Stored items from a collection:

----

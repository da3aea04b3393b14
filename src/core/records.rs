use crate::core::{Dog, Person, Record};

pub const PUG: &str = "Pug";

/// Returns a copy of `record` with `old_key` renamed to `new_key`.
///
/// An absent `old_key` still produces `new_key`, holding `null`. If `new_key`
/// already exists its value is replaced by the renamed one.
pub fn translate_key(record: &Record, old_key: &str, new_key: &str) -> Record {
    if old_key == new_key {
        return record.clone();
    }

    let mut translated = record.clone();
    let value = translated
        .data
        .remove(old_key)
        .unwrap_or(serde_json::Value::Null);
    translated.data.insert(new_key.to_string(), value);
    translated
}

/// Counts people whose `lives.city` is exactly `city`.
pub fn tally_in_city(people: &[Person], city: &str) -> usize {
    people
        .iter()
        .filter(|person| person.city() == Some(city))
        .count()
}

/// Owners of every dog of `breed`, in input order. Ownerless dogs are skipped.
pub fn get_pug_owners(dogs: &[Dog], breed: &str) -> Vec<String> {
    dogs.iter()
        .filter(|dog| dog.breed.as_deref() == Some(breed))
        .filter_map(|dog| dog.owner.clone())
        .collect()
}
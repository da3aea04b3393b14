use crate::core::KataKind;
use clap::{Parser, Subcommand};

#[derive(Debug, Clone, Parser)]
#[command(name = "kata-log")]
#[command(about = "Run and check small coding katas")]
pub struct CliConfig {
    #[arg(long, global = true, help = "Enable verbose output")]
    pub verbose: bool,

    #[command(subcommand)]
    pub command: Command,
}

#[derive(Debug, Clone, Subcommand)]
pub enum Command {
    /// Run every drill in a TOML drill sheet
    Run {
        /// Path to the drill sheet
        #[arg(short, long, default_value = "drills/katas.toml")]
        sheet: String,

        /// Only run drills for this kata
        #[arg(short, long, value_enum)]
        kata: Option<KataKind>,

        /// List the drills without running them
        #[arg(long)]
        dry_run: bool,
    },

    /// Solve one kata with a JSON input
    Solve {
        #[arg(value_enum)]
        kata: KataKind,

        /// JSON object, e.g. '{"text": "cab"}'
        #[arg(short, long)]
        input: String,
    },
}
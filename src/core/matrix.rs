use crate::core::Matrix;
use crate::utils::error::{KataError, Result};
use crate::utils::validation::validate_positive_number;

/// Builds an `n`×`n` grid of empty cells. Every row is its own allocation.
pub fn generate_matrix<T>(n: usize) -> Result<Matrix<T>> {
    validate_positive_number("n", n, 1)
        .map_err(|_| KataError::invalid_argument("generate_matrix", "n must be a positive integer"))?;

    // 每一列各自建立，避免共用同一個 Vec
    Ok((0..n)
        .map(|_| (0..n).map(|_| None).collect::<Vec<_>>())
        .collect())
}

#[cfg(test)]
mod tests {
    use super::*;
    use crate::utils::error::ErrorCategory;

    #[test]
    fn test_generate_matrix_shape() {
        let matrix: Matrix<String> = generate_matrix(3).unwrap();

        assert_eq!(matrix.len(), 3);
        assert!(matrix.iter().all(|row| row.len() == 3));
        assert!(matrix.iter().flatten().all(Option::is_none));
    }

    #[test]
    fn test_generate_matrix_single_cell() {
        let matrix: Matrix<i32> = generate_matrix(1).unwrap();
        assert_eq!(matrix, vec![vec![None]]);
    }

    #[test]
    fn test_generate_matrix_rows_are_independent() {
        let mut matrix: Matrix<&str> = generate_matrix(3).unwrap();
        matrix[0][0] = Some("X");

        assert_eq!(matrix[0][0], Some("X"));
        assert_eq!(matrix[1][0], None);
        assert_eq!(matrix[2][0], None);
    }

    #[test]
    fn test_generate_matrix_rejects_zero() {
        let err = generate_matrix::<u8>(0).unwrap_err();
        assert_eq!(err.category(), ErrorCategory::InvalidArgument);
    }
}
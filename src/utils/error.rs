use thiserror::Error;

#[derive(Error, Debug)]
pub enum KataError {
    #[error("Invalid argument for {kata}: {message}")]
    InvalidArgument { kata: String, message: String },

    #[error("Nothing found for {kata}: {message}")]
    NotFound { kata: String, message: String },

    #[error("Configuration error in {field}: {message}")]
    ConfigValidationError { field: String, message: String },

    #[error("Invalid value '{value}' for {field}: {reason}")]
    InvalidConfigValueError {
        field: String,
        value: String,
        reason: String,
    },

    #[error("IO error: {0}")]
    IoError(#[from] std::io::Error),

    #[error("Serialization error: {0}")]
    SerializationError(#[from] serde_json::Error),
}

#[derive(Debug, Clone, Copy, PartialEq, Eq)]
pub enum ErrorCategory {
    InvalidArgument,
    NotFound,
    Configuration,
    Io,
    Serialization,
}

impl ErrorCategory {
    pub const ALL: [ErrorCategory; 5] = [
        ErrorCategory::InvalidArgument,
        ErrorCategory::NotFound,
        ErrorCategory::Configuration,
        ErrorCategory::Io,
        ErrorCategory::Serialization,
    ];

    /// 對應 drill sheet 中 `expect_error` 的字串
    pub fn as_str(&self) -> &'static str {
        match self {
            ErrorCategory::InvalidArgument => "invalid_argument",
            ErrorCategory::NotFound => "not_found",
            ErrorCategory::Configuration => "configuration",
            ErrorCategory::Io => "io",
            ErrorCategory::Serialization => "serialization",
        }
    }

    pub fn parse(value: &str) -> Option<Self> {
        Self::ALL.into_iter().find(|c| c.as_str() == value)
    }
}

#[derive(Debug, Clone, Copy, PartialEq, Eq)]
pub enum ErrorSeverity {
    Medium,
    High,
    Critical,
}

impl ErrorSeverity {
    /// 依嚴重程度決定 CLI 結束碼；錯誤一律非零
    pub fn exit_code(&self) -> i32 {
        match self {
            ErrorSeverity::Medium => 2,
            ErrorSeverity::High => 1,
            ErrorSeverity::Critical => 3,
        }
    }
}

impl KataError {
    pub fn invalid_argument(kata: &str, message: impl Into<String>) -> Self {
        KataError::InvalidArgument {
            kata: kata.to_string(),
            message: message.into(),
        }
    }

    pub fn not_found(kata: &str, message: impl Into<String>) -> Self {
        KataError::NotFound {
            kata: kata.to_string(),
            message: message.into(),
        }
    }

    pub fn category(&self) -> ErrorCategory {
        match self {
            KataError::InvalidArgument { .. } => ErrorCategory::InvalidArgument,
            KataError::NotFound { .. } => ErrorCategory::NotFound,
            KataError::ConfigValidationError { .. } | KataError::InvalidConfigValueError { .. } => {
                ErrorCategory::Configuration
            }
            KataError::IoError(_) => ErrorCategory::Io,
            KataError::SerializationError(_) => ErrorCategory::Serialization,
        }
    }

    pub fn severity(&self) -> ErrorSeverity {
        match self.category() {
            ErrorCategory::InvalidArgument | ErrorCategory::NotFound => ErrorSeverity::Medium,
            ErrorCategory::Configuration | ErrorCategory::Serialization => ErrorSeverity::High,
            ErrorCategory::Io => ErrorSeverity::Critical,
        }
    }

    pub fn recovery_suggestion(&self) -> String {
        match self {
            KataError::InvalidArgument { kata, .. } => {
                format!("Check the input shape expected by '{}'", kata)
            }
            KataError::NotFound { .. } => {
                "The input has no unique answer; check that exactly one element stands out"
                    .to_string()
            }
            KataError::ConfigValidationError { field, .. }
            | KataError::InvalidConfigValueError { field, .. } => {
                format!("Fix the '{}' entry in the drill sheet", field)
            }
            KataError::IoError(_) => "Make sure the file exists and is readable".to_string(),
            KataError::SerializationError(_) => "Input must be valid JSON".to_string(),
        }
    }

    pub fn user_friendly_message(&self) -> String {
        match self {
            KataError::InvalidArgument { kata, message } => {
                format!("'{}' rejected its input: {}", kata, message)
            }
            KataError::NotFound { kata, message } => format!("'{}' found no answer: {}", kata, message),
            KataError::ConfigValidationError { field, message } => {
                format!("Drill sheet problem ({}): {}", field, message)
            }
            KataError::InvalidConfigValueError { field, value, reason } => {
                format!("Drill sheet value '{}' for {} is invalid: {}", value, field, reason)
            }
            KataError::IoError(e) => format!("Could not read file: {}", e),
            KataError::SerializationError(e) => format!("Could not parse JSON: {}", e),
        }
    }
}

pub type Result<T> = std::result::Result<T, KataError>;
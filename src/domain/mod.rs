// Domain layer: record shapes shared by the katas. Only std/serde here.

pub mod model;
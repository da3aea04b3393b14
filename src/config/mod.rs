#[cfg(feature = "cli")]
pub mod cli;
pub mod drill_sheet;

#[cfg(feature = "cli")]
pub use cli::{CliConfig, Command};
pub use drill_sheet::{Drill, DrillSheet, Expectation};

----

## GOAL OF THE EXERCISE
Print, please, the lines above from the very first through the one that holds "the renamed one.", both included, word for word and with nothing else.

## RESULT
repository da3aea04b3393b14
filename src/core/records.rs
use crate::core::{Dog, Person, Record};

pub const PUG: &str = "Pug";

/// Returns a copy of `record` with `old_key` renamed to `new_key`.
///
/// An absent `old_key` still produces `new_key`, holding `null`. If `new_key`
/// already exists its value is replaced by the renamed one.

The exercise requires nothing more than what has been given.